Dataset entries
//! Value model for audit events.
//!
//! Request-side values ([`Actor`], [`Action`], [`Resource`], [`EventMetadata`],
//! [`Event`]) are built through factories that validate required fields and
//! report every violated constraint at once. Fields are private; optional
//! ones are set through consuming `with_*` methods, so a value never changes
//! behind the back of whoever holds it.
//!
//! On the wire every type uses camelCase names. Deserialization also accepts
//! the snake_case spelling so responses echoing either form round-trip.

mod action;
mod actor;
mod event;
mod metadata;
mod resource;
mod response;
mod search;

pub use action::Action;
pub use actor::{Actor, ActorType};
pub use event::Event;
pub use metadata::EventMetadata;
pub use resource::Resource;
pub use response::{BatchItemError, BatchResponse, EventResponse, PagedResult, StoredEvent};
pub use search::{DEFAULT_PAGE_SIZE, MAX_FILTERED_PAGE_SIZE, MAX_PAGE_SIZE, SearchCriteria};

use std::collections::HashMap;

use serde_json::Value;

use crate::error::{AuditTrailError, AuditTrailResult};

/// Free-form string-to-JSON mapping used for attributes, snapshots and extras.
pub type Attributes = HashMap<String, Value>;

/// Accumulates constraint violations for one value.
#[derive(Debug, Default)]
pub(crate) struct Violations(Vec<String>);

impl Violations {
    pub(crate) fn new() -> Self {
        Self::default()
    }

    /// Record `"{field} is required"` when `value` is blank.
    pub(crate) fn require(&mut self, field: &str, value: &str) {
        if value.trim().is_empty() {
            self.0.push(format!("{field} is required"));
        }
    }

    pub(crate) fn push(&mut self, violation: impl Into<String>) {
        self.0.push(violation.into());
    }

    pub(crate) fn extend(&mut self, violations: impl IntoIterator<Item = String>) {
        self.0.extend(violations);
    }

    pub(crate) fn into_vec(self) -> Vec<String> {
        self.0
    }

    /// Fail with a validation error carrying every recorded violation.
    pub(crate) fn finish(self, message: &str) -> AuditTrailResult<()> {
        if self.0.is_empty() {
            Ok(())
        } else {
            Err(AuditTrailError::validation(message).with_violations(self.0))
        }
    }
}

/// Collect `(key, value)` pairs into an [`Attributes`] map.
pub(crate) fn collect_attributes<I, K, V>(entries: I) -> Attributes
where
    I: IntoIterator<Item = (K, V)>,
    K: Into<String>,
    V: Into<Value>,
{
    entries
        .into_iter()
        .map(|(k, v)| (k.into(), v.into()))
        .collect()
}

Requirement ->
Give back the data above exactly, so that every line matches.

Result of the task ->
//! Value model for audit events.
//!
//! Request-side values ([`Actor`], [`Action`], [`Resource`], [`EventMetadata`],
//! [`Event`]) are built through factories that validate required fields and
//! report every violated constraint at once. Fields are private; optional
//! ones are set through consuming `with_*` methods, so a value never changes
//! behind the back of whoever holds it.
//!
//! On the wire every type uses camelCase names. Deserialization also accepts
//! the snake_case spelling so responses echoing either form round-trip.

mod action;
mod actor;
mod event;
mod metadata;
mod resource;
mod response;
mod search;

pub use action::Action;
pub use actor::{Actor, ActorType};
pub use event::Event;
pub use metadata::EventMetadata;
pub use resource::Resource;
pub use response::{BatchItemError, BatchResponse, EventResponse, PagedResult, StoredEvent};
pub use search::{DEFAULT_PAGE_SIZE, MAX_FILTERED_PAGE_SIZE, MAX_PAGE_SIZE, SearchCriteria};

use std::collections::HashMap;

use serde_json::Value;

use crate::error::{AuditTrailError, AuditTrailResult};

/// Free-form string-to-JSON mapping used for attributes, snapshots and extras.
pub type Attributes = HashMap<String, Value>;

/// Accumulates constraint violations for one value.
#[derive(Debug, Default)]
pub(crate) struct Violations(Vec<String>);

impl Violations {
    pub(crate) fn new() -> Self {
        Self::default()
    }

    /// Record `"{field} is required"` when `value` is blank.
    pub(crate) fn require(&mut self, field: &str, value: &str) {
        if value.trim().is_empty() {
            self.0.push(format!("{field} is required"));
        }
    }

    pub(crate) fn push(&mut self, violation: impl Into<String>) {
        self.0.push(violation.into());
    }

    pub(crate) fn extend(&mut self, violations: impl IntoIterator<Item = String>) {
        self.0.extend(violations);
    }

    pub(crate) fn into_vec(self) -> Vec<String> {
        self.0
    }

    /// Fail with a validation error carrying every recorded violation.
    pub(crate) fn finish(self, message: &str) -> AuditTrailResult<()> {
        if self.0.is_empty() {
            Ok(())
        } else {
            Err(AuditTrailError::validation(message).with_violations(self.0))
        }
    }
}

/// Collect `(key, value)` pairs into an [`Attributes`] map.
pub(crate) fn collect_attributes<I, K, V>(entries: I) -> Attributes
where
    I: IntoIterator<Item = (K, V)>,
    K: Into<String>,
    V: Into<Value>,
{
    entries
        .into_iter()
        .map(|(k, v)| (k.into(), v.into()))
        .collect()
}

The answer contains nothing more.